THE TASK:
A single figure is the whole answer: the number of lines in the records that contain "bool".

DATASET:
↓
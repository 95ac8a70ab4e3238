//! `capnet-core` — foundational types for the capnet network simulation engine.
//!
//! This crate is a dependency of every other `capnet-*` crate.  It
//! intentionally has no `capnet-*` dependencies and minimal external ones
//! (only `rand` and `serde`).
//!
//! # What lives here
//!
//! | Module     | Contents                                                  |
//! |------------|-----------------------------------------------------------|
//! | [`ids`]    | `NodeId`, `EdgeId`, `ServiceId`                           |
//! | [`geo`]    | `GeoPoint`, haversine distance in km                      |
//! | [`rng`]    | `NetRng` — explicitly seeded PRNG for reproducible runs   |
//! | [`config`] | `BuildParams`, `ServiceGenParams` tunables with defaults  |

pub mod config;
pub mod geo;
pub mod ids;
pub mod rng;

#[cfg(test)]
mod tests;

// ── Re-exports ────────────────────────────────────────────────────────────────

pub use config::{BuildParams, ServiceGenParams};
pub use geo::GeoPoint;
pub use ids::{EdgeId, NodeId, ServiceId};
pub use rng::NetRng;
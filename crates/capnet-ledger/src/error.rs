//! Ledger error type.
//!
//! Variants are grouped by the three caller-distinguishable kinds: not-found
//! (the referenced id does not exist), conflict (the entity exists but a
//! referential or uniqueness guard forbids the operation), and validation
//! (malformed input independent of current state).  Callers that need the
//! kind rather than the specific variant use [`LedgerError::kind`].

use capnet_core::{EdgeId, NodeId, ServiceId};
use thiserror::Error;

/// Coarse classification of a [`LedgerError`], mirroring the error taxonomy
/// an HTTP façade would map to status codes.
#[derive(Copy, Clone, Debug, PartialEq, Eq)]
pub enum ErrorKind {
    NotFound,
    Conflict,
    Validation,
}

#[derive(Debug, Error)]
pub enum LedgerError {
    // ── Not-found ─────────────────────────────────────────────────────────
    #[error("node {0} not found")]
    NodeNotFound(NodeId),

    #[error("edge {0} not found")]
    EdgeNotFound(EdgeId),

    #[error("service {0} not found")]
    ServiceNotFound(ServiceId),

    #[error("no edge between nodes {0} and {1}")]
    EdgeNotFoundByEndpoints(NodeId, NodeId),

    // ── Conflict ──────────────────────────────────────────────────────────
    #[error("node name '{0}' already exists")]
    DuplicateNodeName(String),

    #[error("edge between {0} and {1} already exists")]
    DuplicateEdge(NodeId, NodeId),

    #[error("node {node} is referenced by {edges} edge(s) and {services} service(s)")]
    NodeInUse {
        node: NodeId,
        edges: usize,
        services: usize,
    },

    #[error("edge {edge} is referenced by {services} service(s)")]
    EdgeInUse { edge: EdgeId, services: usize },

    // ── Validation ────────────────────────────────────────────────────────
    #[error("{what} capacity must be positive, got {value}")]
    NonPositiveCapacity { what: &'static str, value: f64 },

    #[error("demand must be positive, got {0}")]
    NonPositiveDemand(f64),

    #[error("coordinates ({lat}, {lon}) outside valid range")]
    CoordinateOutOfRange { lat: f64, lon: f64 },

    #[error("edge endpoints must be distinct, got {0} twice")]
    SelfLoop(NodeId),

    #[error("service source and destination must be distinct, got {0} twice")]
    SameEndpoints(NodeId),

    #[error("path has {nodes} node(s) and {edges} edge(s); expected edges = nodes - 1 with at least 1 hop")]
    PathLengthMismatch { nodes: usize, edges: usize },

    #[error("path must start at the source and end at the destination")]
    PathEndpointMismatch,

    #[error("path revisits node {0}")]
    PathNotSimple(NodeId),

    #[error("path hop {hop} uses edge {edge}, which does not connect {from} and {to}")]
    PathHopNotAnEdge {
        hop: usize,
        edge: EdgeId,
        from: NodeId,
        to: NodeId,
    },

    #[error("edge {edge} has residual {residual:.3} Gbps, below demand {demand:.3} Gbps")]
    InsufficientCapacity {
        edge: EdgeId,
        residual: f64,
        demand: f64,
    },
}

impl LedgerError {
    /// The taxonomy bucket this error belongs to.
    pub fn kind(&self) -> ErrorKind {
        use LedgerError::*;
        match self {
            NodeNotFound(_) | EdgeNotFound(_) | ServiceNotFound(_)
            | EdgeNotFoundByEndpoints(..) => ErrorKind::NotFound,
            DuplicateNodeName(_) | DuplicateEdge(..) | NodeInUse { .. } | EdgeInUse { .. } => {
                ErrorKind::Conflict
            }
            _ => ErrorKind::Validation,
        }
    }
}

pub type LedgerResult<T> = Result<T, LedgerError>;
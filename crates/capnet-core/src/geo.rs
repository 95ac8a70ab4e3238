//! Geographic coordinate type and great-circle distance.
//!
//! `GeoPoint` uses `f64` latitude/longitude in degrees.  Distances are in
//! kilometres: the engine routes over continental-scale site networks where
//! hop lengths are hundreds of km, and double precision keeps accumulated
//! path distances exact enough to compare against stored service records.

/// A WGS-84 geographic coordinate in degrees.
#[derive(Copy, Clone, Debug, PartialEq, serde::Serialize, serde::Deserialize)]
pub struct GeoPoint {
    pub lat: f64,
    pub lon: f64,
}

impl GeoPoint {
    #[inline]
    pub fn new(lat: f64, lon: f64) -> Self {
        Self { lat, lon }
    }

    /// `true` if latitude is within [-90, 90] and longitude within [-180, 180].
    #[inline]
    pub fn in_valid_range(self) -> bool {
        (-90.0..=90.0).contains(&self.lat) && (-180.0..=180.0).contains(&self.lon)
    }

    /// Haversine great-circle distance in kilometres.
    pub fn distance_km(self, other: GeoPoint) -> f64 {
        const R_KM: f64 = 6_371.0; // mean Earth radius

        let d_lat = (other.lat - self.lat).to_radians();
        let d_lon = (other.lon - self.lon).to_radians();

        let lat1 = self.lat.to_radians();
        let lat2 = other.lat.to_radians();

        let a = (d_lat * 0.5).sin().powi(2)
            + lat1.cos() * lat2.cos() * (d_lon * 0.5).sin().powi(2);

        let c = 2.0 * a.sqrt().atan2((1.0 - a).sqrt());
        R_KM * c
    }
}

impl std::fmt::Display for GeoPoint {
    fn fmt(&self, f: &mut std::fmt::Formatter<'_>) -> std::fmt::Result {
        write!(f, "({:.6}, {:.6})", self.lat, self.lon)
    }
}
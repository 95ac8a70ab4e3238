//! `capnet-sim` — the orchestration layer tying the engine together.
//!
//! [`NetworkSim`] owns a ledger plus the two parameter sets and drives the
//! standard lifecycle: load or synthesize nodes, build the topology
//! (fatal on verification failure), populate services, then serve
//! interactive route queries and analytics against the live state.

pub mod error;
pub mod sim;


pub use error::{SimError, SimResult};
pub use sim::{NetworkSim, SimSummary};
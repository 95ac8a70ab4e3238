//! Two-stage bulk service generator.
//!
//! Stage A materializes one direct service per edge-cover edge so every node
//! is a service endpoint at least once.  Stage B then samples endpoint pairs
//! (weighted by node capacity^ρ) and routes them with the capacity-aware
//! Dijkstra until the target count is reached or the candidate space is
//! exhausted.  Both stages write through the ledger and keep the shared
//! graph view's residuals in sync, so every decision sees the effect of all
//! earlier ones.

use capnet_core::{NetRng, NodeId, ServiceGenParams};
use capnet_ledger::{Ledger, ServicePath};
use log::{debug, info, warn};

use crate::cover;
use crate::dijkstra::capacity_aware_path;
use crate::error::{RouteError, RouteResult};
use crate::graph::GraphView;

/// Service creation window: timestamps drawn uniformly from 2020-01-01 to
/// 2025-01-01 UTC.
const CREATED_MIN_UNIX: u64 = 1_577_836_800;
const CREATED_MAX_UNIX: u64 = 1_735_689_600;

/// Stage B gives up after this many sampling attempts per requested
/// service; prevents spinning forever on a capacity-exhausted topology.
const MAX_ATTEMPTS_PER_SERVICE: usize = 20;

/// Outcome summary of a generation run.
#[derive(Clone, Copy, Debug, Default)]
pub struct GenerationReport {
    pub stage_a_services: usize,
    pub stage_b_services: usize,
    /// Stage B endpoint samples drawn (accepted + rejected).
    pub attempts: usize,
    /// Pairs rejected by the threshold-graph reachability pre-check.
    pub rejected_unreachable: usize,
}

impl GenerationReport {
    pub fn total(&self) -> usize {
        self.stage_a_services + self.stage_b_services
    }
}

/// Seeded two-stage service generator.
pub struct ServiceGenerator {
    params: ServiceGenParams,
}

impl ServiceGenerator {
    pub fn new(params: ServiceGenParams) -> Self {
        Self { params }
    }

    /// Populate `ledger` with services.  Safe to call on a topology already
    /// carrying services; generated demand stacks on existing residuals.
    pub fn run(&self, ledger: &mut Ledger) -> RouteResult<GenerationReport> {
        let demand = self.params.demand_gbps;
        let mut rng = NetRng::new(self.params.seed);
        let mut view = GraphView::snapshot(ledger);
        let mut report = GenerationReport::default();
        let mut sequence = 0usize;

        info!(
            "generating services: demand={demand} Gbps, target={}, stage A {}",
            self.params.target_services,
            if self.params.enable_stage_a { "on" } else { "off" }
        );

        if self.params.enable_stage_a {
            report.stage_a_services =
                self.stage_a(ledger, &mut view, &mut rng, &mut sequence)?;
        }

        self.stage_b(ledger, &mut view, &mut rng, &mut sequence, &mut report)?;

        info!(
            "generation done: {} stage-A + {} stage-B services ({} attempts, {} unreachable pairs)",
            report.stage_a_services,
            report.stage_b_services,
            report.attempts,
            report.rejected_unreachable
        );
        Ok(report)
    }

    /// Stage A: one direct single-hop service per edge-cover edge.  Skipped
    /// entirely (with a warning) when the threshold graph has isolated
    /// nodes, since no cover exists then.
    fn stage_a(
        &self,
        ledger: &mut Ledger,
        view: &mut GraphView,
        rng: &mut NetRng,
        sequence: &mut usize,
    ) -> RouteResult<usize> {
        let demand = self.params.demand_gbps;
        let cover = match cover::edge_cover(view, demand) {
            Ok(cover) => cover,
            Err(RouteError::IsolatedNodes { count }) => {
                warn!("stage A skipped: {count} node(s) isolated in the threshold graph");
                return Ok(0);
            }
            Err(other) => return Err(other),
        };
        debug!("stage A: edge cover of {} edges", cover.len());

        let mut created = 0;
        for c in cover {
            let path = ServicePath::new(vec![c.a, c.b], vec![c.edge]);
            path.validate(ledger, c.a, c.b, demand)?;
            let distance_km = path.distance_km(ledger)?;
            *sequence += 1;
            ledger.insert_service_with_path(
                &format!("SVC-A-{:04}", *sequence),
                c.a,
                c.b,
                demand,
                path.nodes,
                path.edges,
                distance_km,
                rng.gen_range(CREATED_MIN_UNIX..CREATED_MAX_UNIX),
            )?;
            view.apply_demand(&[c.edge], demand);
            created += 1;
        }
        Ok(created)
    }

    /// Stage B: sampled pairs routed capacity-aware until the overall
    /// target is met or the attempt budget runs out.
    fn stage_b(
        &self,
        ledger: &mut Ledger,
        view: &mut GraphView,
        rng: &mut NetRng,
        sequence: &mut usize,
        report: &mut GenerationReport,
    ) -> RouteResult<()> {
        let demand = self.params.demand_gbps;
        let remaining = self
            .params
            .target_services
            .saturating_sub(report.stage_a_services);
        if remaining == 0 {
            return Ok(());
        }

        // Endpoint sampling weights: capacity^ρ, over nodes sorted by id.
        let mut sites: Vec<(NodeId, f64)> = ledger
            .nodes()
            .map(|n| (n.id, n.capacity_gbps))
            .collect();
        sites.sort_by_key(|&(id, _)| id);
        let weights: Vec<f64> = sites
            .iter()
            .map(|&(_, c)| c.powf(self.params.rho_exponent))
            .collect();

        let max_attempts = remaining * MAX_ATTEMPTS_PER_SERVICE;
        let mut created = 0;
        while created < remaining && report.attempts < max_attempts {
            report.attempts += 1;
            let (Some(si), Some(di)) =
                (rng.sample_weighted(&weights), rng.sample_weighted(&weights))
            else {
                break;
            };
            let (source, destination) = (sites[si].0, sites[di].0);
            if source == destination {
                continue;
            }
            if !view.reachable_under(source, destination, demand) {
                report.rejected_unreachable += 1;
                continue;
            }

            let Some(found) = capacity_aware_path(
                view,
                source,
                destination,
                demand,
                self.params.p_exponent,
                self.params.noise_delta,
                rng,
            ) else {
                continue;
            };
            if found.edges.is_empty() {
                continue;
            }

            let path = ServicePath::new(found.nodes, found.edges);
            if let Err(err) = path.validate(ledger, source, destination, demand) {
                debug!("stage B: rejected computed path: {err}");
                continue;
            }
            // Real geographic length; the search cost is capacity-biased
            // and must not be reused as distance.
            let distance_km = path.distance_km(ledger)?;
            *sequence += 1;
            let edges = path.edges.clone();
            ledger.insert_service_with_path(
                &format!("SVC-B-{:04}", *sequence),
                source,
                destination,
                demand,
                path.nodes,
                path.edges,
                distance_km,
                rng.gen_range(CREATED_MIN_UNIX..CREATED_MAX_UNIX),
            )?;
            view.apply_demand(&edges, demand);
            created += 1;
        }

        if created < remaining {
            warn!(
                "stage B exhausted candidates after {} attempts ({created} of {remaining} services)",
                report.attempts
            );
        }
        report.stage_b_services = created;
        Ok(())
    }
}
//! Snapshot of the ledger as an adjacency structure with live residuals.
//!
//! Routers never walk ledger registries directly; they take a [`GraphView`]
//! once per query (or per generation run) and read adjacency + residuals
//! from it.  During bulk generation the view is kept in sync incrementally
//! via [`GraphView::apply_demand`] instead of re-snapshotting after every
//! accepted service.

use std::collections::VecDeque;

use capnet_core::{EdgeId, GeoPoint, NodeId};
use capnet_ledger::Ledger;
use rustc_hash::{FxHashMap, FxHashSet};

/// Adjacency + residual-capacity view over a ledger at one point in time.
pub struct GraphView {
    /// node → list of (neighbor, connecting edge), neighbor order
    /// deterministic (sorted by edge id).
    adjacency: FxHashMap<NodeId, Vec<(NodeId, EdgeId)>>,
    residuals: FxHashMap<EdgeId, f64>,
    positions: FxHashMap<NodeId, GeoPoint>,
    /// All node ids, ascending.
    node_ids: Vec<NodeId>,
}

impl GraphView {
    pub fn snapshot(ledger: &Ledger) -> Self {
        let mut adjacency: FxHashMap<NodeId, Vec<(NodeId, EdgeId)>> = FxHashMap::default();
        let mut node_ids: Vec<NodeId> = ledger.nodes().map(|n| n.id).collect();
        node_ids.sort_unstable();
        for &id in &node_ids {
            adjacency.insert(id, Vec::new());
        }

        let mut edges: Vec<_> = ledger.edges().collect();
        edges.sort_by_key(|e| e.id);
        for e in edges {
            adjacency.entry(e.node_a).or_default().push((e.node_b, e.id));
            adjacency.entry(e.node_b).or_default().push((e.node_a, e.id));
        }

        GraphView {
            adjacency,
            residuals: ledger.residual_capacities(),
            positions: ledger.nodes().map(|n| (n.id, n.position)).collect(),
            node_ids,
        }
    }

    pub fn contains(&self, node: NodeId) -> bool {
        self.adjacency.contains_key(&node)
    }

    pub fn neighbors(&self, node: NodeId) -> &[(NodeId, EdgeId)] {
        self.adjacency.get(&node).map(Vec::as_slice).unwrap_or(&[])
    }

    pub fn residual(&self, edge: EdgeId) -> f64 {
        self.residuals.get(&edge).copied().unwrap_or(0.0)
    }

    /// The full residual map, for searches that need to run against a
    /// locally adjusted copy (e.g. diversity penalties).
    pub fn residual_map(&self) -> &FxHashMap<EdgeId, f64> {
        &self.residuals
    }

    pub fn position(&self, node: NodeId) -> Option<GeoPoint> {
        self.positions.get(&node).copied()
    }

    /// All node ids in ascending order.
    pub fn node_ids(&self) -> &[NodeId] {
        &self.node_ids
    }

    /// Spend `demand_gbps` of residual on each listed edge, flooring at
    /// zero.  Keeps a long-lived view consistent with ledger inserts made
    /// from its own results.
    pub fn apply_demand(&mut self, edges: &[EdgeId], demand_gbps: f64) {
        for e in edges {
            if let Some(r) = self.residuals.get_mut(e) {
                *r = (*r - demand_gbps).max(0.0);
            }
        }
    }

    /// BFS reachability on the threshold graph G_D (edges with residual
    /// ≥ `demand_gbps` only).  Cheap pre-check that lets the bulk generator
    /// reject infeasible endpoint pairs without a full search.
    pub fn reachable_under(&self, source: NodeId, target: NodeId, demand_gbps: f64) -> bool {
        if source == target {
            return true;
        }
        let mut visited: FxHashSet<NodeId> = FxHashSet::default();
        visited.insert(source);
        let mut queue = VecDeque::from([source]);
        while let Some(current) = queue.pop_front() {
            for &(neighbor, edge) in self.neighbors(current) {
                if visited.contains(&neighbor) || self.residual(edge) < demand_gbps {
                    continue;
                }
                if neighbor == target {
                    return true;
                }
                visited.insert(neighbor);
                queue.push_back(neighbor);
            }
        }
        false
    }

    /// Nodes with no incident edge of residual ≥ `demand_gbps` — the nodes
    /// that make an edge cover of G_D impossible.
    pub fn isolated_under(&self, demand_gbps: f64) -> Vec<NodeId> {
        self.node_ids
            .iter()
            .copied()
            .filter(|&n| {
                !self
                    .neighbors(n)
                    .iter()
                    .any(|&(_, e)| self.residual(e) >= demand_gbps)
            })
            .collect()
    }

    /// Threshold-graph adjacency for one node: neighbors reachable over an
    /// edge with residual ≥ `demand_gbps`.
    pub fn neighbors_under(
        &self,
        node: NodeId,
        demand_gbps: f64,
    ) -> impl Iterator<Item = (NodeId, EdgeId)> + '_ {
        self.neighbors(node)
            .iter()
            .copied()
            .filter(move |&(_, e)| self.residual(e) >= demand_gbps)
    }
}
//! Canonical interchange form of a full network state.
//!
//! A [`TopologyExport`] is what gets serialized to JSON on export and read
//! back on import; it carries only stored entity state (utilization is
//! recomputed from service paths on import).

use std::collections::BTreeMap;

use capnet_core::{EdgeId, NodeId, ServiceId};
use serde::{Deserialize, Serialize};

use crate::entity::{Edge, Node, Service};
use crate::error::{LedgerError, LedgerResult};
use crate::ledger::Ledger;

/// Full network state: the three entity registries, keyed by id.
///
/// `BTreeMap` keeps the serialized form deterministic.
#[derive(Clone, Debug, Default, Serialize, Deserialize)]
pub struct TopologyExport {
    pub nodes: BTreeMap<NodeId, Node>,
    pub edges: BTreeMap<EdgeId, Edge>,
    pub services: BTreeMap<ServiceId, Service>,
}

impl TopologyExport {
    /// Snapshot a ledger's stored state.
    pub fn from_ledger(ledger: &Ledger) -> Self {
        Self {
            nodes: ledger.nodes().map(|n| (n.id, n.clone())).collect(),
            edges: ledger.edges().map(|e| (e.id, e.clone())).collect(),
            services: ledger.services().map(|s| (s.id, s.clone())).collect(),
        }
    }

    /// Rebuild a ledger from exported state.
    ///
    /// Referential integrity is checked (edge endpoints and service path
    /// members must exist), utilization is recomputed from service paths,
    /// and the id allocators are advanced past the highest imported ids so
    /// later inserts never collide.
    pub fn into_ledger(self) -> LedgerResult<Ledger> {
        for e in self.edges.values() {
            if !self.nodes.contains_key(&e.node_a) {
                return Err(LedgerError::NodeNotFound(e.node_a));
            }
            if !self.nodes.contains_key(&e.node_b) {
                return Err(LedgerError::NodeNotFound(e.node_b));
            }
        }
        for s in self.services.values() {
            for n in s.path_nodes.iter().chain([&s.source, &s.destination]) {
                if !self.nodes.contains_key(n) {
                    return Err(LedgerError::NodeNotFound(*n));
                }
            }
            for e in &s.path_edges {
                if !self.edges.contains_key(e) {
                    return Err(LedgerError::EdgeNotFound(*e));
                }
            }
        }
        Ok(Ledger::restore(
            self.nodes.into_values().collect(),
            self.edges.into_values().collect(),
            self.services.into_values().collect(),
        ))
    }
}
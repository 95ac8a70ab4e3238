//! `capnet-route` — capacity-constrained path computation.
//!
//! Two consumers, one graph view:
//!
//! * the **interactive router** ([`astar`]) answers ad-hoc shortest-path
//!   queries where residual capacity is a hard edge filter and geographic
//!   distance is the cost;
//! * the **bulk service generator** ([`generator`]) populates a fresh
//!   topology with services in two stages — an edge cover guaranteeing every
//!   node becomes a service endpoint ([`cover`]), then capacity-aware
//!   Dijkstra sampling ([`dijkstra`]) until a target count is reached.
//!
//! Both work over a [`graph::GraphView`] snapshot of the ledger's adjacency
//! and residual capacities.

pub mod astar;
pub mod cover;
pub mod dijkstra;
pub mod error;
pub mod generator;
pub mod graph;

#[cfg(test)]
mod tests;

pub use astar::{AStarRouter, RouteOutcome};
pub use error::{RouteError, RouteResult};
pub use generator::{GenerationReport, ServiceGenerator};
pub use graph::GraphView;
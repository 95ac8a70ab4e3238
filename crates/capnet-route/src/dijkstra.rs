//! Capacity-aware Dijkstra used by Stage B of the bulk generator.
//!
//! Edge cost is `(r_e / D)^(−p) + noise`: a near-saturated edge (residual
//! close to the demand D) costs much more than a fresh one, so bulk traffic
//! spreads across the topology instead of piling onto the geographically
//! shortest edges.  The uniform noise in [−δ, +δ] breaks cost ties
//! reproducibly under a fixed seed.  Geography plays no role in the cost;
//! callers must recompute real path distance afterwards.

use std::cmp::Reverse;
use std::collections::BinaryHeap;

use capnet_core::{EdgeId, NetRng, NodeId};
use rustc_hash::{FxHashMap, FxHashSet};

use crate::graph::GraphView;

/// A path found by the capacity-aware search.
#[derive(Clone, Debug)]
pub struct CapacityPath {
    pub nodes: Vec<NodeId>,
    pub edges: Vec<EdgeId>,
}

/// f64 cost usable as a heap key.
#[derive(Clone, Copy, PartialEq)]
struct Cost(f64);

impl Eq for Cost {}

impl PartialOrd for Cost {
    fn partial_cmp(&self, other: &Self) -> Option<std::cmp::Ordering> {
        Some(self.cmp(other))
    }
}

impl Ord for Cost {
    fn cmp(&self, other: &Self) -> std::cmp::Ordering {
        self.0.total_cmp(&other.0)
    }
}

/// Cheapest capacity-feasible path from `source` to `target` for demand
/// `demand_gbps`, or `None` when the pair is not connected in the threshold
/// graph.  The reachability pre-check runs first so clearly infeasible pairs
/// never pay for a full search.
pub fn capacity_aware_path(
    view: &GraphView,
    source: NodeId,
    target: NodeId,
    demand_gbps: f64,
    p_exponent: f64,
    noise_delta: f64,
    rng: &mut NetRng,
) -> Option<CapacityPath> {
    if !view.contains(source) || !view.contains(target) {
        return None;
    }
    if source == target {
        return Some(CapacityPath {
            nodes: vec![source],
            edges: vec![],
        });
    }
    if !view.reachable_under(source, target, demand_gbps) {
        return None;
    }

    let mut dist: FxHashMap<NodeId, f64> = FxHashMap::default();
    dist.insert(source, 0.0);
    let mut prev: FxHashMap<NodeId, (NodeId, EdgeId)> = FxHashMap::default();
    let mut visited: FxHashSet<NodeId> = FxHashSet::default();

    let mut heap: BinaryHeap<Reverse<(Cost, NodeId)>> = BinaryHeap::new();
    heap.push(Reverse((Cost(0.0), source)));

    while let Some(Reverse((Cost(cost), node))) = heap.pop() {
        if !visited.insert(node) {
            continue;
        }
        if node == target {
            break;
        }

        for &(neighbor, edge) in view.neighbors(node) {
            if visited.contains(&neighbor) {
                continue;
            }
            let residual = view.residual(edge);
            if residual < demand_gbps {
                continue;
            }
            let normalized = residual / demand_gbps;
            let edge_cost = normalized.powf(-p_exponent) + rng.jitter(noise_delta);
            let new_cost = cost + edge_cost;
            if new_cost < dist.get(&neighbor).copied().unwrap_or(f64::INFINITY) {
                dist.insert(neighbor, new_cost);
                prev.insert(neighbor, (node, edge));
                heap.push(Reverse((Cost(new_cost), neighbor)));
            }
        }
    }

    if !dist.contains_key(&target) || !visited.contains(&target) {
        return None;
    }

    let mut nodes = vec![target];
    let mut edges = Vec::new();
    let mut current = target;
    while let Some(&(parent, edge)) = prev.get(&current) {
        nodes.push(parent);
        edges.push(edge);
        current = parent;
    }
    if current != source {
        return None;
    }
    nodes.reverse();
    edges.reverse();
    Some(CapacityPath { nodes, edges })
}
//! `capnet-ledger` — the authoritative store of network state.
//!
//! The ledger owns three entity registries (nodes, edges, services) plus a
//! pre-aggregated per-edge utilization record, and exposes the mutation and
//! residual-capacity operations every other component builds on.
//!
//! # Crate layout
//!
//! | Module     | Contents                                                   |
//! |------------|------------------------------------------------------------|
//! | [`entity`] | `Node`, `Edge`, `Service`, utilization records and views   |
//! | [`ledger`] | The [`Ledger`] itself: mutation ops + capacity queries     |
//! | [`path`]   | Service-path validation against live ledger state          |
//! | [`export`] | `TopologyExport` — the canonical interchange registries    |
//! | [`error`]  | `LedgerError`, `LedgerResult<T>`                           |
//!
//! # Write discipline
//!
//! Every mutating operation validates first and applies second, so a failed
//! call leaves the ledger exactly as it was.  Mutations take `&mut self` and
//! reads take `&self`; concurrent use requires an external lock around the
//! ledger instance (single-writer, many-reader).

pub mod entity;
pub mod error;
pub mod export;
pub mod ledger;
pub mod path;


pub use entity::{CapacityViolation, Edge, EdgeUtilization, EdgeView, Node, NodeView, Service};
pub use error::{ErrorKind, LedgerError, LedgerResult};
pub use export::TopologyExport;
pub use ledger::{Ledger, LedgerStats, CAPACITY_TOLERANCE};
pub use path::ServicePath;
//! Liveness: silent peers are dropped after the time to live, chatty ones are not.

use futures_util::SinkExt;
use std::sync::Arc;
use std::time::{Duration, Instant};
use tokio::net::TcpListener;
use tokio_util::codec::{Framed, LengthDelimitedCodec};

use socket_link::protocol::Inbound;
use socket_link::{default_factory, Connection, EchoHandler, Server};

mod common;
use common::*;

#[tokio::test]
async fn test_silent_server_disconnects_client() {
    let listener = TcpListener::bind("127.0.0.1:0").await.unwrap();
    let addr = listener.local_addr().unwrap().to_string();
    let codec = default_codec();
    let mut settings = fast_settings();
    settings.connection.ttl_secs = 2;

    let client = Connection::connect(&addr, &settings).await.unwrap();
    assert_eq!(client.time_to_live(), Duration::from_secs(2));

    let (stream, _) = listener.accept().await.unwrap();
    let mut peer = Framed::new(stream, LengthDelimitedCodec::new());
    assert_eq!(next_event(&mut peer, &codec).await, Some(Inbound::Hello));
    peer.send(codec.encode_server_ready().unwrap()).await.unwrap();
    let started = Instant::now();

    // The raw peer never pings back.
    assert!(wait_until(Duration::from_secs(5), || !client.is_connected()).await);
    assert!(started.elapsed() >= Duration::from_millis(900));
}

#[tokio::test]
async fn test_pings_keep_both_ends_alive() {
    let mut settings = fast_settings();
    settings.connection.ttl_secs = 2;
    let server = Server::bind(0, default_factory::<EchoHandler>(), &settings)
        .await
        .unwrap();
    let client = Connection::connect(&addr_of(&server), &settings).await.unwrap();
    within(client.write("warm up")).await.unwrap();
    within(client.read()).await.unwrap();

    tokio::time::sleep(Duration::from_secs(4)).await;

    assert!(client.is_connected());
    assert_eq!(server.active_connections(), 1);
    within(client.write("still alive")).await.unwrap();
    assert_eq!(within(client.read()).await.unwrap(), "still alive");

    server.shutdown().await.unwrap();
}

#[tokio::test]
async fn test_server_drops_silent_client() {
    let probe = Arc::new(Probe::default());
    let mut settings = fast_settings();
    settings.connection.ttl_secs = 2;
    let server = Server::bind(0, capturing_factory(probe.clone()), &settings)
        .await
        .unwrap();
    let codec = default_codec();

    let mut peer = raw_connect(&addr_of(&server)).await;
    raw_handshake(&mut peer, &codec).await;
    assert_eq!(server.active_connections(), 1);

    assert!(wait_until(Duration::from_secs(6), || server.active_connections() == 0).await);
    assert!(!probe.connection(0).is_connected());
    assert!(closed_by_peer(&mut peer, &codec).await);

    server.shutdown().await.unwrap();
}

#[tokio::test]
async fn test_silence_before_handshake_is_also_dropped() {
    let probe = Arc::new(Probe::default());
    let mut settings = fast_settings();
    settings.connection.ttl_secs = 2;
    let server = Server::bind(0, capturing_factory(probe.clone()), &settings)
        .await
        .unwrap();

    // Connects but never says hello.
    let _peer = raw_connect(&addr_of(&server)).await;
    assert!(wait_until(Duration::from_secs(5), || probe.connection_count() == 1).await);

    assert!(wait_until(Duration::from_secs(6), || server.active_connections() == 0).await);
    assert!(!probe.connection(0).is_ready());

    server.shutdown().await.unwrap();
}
↑
PROBLEM SOLUTION:
3